Five Quiet Recognitions

This is the year we protect what made us fall in love with this place.

You remember the first time you came. You’d visited what seemed like hundreds of cottages but this one was different. Maybe it was the light on the water. Maybe it was the smell of the White Pines. The feeling was that this place was right – it was complete – and now you wanted to be allowed in.

That’s why you bought the cottage. It’s why you came back every weekend from May through Thanksgiving.

But slowly something shifts. Not all of a sudden but a little, year by year. Maybe there’s fewer birds singing in spring or the shoreline is less wild.

The reason you fell in love with the cottage that June day isn’t gone. It’s just waiting to be picked.

This is the year our landscape finally reflects our values.

You know what you believe. You’ve bought an electric car. You vote according to your values. You talk to your kids about the world.

But not at the cottage.

At the cottage, the lawn still goes right down to the water. The landscape looks like it could belong in Forest Hill or Oshawa. It’s all OK… but there’s nothing Haliburton about it. There’s nothing of you about it.

That’s the anxious knot you feel. It’s not wrong; it’s just not right.

This is the year we choose care over control.

You’ve done everything like you’re supposed to. The beds around the cottage are mulched, the lawn is cut, the shrubs are trimmed.

And still… the cottage landscaping feels like something you’re holding in place rather than something alive.
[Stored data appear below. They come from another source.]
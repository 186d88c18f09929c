//! Trend narrative: prompt construction, the provider call and section parsing.

use std::sync::Arc;

use tracing::{error, info, warn};

use crate::llm::TextGenerator;
use crate::models::{Keyword, Narrative, NarrativeSection, Paper, PaperSummary, Topic};

/// Section text used when no provider is configured.
pub const PLACEHOLDER: &str = "LLM client required";

/// Prefix of the section text used when the provider call fails.
pub const FAILURE_PREFIX: &str = "Generation failed";

/// Limits applied while building the prompt.
#[derive(Debug, Clone, PartialEq, Eq)]
pub struct PromptOptions {
    /// Papers listed.
    pub max_papers: usize,
    /// Keywords listed.
    pub max_keywords: usize,
    /// Terms listed per topic.
    pub terms_per_topic: usize,
    /// Language the response is requested in.
    pub language: String,
    /// Output token budget.
    pub max_tokens: u32,
}

impl Default for PromptOptions {
    fn default() -> Self {
        use crate::config::defaults;
        Self {
            max_papers: defaults::PROMPT_PAPERS,
            max_keywords: defaults::PROMPT_KEYWORDS,
            terms_per_topic: defaults::PROMPT_TOPIC_TERMS,
            language: defaults::RESPONSE_LANGUAGE.to_string(),
            max_tokens: defaults::NARRATIVE_MAX_TOKENS,
        }
    }
}

/// Produces the four-section narrative from corpus artifacts.
#[derive(Clone, Default)]
pub struct NarrativeSynthesizer {
    generator: Option<Arc<dyn TextGenerator>>,
    options: PromptOptions,
}

impl NarrativeSynthesizer {
    /// Create a synthesizer; without a generator it runs in degraded mode.
    #[must_use]
    pub fn new(generator: Option<Arc<dyn TextGenerator>>, options: PromptOptions) -> Self {
        Self { generator, options }
    }

    /// True when a provider is attached.
    #[must_use]
    pub fn has_generator(&self) -> bool {
        self.generator.is_some()
    }

    /// Build the prompt and call the provider.
    ///
    /// Never fails: a missing provider yields [`PLACEHOLDER`] sections and an
    /// empty `full_text`; a provider error yields failure text in each section.
    pub async fn synthesize(
        &self,
        papers: &[Paper],
        summaries: Option<&[PaperSummary]>,
        keywords: &[Keyword],
        topics: &[Topic],
    ) -> Narrative {
        let Some(generator) = &self.generator else {
            warn!("No LLM client configured, skipping narrative");
            return Narrative::uniform(PLACEHOLDER);
        };

        let prompt = build_prompt(papers, summaries, keywords, topics, &self.options);
        info!(
            provider = %generator.provider(),
            model = generator.model(),
            prompt_chars = prompt.chars().count(),
            "Generating trend narrative"
        );

        match generator.generate(&prompt, None, Some(self.options.max_tokens)).await {
            Ok(response) => {
                let narrative = parse_response(&response);
                let found = NarrativeSection::ALL
                    .iter()
                    .filter(|s| !narrative.section(**s).is_empty())
                    .count();
                info!(sections = found, chars = response.chars().count(), "Narrative generated");
                narrative
            }
            Err(e) => {
                error!(error = %e, "Narrative generation failed");
                Narrative::uniform(&format!("{FAILURE_PREFIX}: {e}"))
            }
        }
    }
}

impl std::fmt::Debug for NarrativeSynthesizer {
    fn fmt(&self, f: &mut std::fmt::Formatter<'_>) -> std::fmt::Result {
        f.debug_struct("NarrativeSynthesizer")
            .field("provider", &self.generator.as_ref().map(|g| g.provider()))
            .field("options", &self.options)
            .finish()
    }
}

/// Build the analysis prompt.
///
/// Deterministic for identical inputs. Summaries are matched to papers by
/// position and only structured summaries add detail.
#[must_use]
pub fn build_prompt(
    papers: &[Paper],
    summaries: Option<&[PaperSummary]>,
    keywords: &[Keyword],
    topics: &[Topic],
    options: &PromptOptions,
) -> String {
    let listed = papers.len().min(options.max_papers);

    let paper_lines: Vec<String> = papers
        .iter()
        .take(options.max_papers)
        .enumerate()
        .map(|(i, paper)| {
            let mut entry =
                format!("{}. {}\n  Categories: {}", i + 1, paper.title, paper.category_list(3));
            if let Some(s) = summaries.and_then(|s| s.get(i)).and_then(PaperSummary::structured) {
                entry.push_str(&format!(
                    "\n  Key innovation: {}\n  Main method: {}",
                    s.key_innovation, s.main_method
                ));
            }
            entry
        })
        .collect();

    let keyword_line = keywords
        .iter()
        .take(options.max_keywords)
        .map(|k| k.keyword.as_str())
        .collect::<Vec<_>>()
        .join(", ");

    let topic_lines: Vec<String> = topics
        .iter()
        .map(|t| {
            let terms: Vec<&str> =
                t.keywords.iter().take(options.terms_per_topic).map(String::as_str).collect();
            format!("Topic {}: {}", t.topic_id, terms.join(", "))
        })
        .collect();

    format!(
        "As a senior AI research expert, analyze the following {count} recent arXiv papers in depth.

## Papers (first {listed}):
{papers}

## Frequent keywords:
{keywords}

## Main research topics:
{topics}

Structure your analysis as follows (answer in {language}):

### 1. Current Research Hotspots
Identify the 3-5 most active research directions in this field and explain why they attract attention.

### 2. Technical Trends
Identify how the techniques are developing, including:
- mainstream methods and architectures
- emerging techniques
- the evolution path visible in the papers

### 3. Future Directions
Predict likely research directions for the next 6-12 months, including:
- natural extensions of current hotspots
- promising directions that remain underexplored
- possible technical breakthroughs

### 4. Research Ideas & Innovation Points
Propose 5-8 novel and feasible research ideas. For each idea give:
- the core innovation
- why it is valuable
- a possible implementation path
- potential applications

Make sure the analysis:
- is grounded in the listed papers
- offers depth and insight
- gives actionable research directions
- emphasizes novelty and foresight

Format the answer as Markdown with clear headings and lists.",
        count = papers.len(),
        listed = listed,
        papers = paper_lines.join("\n"),
        keywords = keyword_line,
        topics = topic_lines.join("\n"),
        language = options.language,
    )
}

/// Split a provider response into narrative sections.
///
/// Walks the response line by line. A line containing a section trigger
/// (see [`NarrativeSection::detect`]) closes the open section and starts a
/// new one with that line; other lines extend the open section and are
/// dropped while none is open. A section seen twice keeps its last text.
/// `full_text` is always the unmodified response.
#[must_use]
pub fn parse_response(response: &str) -> Narrative {
    let mut narrative = Narrative { full_text: response.to_string(), ..Narrative::default() };
    let mut current: Option<NarrativeSection> = None;
    let mut buffer: Vec<&str> = Vec::new();

    for line in response.split('\n') {
        if let Some(section) = NarrativeSection::detect(line) {
            if let Some(open) = current {
                *narrative.section_mut(open) = buffer.join("\n").trim().to_string();
            }
            current = Some(section);
            buffer.clear();
            buffer.push(line);
        } else if current.is_some() {
            buffer.push(line);
        }
    }

    if let Some(open) = current {
        *narrative.section_mut(open) = buffer.join("\n").trim().to_string();
    }
    narrative
}

#[cfg(test)]
mod tests {
    use super::*;
    use crate::models::{StructuredSummary, SummaryContent};

    fn paper(i: usize) -> Paper {
        Paper {
            id: format!("p{i}"),
            title: format!("Paper {i}"),
            categories: vec!["cs.AI".into(), "cs.LG".into(), "cs.CL".into(), "stat.ML".into()],
            ..Default::default()
        }
    }

    #[test]
    fn test_prompt_limits_papers_and_categories() {
        let papers: Vec<Paper> = (1..=40).map(paper).collect();
        let prompt = build_prompt(&papers, None, &[], &[], &PromptOptions::default());
        assert!(prompt.contains("following 40 recent arXiv papers"));
        assert!(prompt.contains("30. Paper 30"));
        assert!(!prompt.contains("31. Paper 31"));
        assert!(prompt.contains("Categories: cs.AI, cs.LG, cs.CL\n"));
        assert!(!prompt.contains("stat.ML"));
    }

    #[test]
    fn test_prompt_includes_structured_summary() {
        let papers = vec![paper(1), paper(2)];
        let summaries = vec![
            PaperSummary {
                summary: Some(SummaryContent::Structured(StructuredSummary {
                    key_innovation: "sparse routing".into(),
                    main_method: "mixture of experts".into(),
                })),
            },
            PaperSummary { summary: Some(SummaryContent::Text("free text".into())) },
        ];
        let prompt =
            build_prompt(&papers, Some(&summaries), &[], &[], &PromptOptions::default());
        assert!(prompt.contains("Key innovation: sparse routing"));
        assert!(prompt.contains("Main method: mixture of experts"));
        assert!(!prompt.contains("free text"));
    }

    #[test]
    fn test_prompt_lists_keywords_and_topic_terms() {
        let keywords: Vec<Keyword> =
            (0..35).map(|i| Keyword { keyword: format!("kw{i}"), score: 1.0 }).collect();
        let topics = vec![Topic {
            topic_id: 1,
            keywords: (0..10).map(|i| format!("t{i}")).collect(),
            weights: vec![1.0; 10],
        }];
        let prompt = build_prompt(&[paper(1)], None, &keywords, &topics, &PromptOptions::default());
        assert!(prompt.contains("kw0, kw1"));
        assert!(prompt.contains("kw29"));
        assert!(!prompt.contains("kw30"));
        assert!(prompt.contains("Topic 1: t0, t1, t2, t3, t4, t5, t6, t7\n"));
    }

    #[test]
    fn test_parse_well_formed_response() {
        let response = "Intro line that is dropped\n\
                        ### 1. Current Research Hotspots\n- agents\n\
                        ### 2. Technical Trends\n- scaling\n\
                        ### 3. Future Directions\n- robotics\n\
                        ### 4. Research Ideas & Innovation Points\n- benchmark";
        let narrative = parse_response(response);
        assert_eq!(narrative.hotspots, "### 1. Current Research Hotspots\n- agents");
        assert_eq!(narrative.trends, "### 2. Technical Trends\n- scaling");
        assert_eq!(narrative.future_directions, "### 3. Future Directions\n- robotics");
        assert_eq!(narrative.research_ideas, "### 4. Research Ideas & Innovation Points\n- benchmark");
        assert_eq!(narrative.full_text, response);
    }

    #[test]
    fn test_parse_without_headings() {
        let narrative = parse_response("nothing recognizable here\nat all");
        for section in NarrativeSection::ALL {
            assert!(narrative.section(section).is_empty());
        }
        assert_eq!(narrative.full_text, "nothing recognizable here\nat all");
    }

    #[test]
    fn test_parse_mixed_language_headings() {
        let narrative = parse_response("## 研究热点\n内容\n## 未来发展方向\n更多内容");
        assert_eq!(narrative.hotspots, "## 研究热点\n内容");
        assert_eq!(narrative.future_directions, "## 未来发展方向\n更多内容");
    }

    #[tokio::test]
    async fn test_no_generator_gives_placeholders() {
        let narrative =
            NarrativeSynthesizer::default().synthesize(&[paper(1)], None, &[], &[]).await;
        assert_eq!(narrative, Narrative::uniform(PLACEHOLDER));
        assert!(narrative.full_text.is_empty());
    }
}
It’s something managed rather than something lived.

Control works… until it doesn’t. It works until you notice the effort – and money – it takes to keep strange plants from arriving and others on life support.

Care is different. It watches instead of controls.

This is the year we stop worrying we’re doing harm without knowing it.

The worry lives in the background like a low hum. You sprayed for mosquitoes last year because that’s what you’ve always done. You’re not sure if it matters. You’ve heard spraying is bad but you haven’t looked it up because part of you doesn’t want to know. You keep coming back to what they told you: it’s “all natural.”

And so the summer arrives and the lake is still beautiful, the trees still tall, and you sit on the deck and you don’t think about it. Until you do. Until you notice there are fewer dragonflies this year. You ask: is this OK? Am I part of the problem?

The question doesn’t go away because you ignore it.

This is the year we hand future “us” something better – not something to fix.

You received things at Christmas someone else chose. Some were lovely gifts. Others were burdens disguised as gifts so you had to fix what shouldn’t have to be fixed in the first place.

It’s the same as the cottage. Those choices you made quickly in the early days and things you installed on the cheap because you just wanted them done. Then there’s the fragile deck and rutted driveway you deferred because there’s always next year.

The trouble is, next year keeps arriving.